__EXERCISE REQUIREMENTS__: Within the data below, find the string "channel" and return each line where it occurs.

[INFORMATION SUPPLIED]

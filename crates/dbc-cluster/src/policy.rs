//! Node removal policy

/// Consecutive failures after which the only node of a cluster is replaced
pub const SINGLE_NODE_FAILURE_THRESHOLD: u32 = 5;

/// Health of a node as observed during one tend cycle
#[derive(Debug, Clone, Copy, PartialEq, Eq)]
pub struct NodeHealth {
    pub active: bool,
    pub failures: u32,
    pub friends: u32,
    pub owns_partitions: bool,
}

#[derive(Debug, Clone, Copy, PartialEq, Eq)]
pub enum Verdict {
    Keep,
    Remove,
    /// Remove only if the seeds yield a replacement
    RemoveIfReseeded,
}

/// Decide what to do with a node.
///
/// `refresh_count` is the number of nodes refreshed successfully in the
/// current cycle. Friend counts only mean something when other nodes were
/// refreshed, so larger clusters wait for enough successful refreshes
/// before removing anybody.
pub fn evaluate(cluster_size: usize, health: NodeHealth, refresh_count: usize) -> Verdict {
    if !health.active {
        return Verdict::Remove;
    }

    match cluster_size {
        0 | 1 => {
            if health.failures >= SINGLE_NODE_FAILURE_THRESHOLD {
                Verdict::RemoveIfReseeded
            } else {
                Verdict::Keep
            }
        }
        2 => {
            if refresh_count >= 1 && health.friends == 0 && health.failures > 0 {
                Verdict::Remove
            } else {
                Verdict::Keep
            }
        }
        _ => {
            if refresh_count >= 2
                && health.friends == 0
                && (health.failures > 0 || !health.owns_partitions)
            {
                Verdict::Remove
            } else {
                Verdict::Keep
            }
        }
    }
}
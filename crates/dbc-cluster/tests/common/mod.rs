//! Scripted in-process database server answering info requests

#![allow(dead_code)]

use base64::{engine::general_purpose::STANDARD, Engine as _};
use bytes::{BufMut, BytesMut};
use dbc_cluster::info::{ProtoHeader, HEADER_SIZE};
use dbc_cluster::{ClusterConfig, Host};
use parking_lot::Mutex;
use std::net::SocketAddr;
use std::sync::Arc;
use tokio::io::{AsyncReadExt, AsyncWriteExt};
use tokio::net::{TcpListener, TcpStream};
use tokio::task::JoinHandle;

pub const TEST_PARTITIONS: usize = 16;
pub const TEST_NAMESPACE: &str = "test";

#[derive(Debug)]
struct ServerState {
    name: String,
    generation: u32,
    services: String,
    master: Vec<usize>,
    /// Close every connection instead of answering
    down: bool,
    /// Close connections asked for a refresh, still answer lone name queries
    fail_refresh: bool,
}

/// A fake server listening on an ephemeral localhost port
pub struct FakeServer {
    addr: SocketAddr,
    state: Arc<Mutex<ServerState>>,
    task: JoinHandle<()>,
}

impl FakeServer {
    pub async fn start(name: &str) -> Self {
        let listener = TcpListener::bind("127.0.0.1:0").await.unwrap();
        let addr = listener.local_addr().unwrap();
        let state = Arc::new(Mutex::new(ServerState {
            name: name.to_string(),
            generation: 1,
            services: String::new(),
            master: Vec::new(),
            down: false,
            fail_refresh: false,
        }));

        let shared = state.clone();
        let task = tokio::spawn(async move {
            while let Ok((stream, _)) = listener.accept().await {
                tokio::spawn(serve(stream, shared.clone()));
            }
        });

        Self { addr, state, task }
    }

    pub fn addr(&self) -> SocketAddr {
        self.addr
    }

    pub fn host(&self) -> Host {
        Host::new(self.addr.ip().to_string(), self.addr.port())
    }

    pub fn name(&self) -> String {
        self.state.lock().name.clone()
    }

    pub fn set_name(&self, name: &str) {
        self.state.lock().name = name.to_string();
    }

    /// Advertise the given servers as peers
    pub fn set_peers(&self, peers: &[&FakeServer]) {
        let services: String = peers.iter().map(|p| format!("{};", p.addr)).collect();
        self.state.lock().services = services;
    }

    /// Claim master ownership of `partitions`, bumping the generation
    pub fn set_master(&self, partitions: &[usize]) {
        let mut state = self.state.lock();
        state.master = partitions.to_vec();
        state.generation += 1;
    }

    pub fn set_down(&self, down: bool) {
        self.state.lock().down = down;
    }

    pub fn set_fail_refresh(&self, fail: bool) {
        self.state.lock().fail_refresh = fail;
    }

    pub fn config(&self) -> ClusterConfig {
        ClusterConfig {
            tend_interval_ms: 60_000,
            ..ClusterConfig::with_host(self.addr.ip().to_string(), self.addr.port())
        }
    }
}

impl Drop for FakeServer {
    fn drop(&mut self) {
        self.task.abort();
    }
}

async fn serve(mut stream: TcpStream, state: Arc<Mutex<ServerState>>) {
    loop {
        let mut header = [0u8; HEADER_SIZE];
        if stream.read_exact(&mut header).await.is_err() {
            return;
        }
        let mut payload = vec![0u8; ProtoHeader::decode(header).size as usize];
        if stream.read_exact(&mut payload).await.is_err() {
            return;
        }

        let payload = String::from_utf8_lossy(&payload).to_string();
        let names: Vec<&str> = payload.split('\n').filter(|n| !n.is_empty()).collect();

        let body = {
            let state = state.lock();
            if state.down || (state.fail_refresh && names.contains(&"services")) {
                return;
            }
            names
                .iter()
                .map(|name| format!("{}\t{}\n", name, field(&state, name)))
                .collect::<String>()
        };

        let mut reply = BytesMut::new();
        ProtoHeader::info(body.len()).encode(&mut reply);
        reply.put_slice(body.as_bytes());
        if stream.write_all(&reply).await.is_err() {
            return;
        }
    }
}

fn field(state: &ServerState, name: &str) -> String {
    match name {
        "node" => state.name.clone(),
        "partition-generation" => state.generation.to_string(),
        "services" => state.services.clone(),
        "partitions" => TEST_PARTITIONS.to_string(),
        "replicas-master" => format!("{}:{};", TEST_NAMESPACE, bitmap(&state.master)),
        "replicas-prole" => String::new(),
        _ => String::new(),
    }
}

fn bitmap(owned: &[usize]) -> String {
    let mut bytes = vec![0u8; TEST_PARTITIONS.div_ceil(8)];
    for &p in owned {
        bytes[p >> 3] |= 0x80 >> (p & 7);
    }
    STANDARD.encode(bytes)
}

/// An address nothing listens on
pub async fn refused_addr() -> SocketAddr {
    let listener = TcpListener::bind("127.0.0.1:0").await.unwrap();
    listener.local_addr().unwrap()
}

[/INFORMATION SUPPLIED]
[INFORMATION SUPPLIED]

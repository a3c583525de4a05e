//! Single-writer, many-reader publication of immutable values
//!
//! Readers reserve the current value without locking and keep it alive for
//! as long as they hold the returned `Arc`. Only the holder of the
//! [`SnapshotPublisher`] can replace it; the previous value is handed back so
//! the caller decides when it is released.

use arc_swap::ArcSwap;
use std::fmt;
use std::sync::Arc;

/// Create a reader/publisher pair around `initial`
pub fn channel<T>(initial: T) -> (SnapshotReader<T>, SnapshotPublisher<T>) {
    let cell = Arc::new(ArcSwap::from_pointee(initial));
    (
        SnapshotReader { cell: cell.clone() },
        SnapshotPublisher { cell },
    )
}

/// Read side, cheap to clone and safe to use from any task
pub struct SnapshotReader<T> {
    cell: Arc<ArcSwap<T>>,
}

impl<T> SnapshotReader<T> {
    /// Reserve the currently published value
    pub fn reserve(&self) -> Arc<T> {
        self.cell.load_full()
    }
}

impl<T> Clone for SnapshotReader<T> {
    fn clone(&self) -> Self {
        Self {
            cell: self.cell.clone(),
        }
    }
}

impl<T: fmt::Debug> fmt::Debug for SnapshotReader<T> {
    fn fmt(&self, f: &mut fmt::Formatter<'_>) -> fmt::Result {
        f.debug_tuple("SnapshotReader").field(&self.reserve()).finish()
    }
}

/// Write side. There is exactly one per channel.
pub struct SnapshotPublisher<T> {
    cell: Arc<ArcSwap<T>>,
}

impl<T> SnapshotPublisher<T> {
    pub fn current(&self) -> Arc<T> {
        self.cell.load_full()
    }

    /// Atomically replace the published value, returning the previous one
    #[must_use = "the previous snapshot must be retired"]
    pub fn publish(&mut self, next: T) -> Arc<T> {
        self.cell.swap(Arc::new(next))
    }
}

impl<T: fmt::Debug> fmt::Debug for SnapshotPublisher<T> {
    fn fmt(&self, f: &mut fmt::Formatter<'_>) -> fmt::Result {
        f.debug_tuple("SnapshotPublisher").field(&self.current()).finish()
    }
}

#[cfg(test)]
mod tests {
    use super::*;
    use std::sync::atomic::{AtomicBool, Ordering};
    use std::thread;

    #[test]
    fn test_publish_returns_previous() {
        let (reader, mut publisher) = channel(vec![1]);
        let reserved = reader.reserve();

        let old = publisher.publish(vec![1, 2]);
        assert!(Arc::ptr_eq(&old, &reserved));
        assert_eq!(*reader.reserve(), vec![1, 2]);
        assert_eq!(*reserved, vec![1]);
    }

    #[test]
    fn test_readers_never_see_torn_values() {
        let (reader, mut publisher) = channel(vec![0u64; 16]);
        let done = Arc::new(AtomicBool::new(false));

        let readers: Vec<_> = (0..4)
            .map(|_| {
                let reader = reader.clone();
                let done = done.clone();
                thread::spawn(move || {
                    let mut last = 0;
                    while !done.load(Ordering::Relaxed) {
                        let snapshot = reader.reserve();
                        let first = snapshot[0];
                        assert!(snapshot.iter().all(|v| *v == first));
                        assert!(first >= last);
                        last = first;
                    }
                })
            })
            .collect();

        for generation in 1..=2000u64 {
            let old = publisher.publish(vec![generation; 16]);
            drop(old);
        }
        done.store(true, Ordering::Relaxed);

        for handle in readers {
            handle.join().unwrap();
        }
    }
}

[/INFORMATION SUPPLIED]

__FINAL ANSWER__:
pub fn channel<T>(initial: T) -> (SnapshotReader<T>, SnapshotPublisher<T>) {
/// Write side. There is exactly one per channel.
        let (reader, mut publisher) = channel(vec![1]);
        let (reader, mut publisher) = channel(vec![0u64; 16]);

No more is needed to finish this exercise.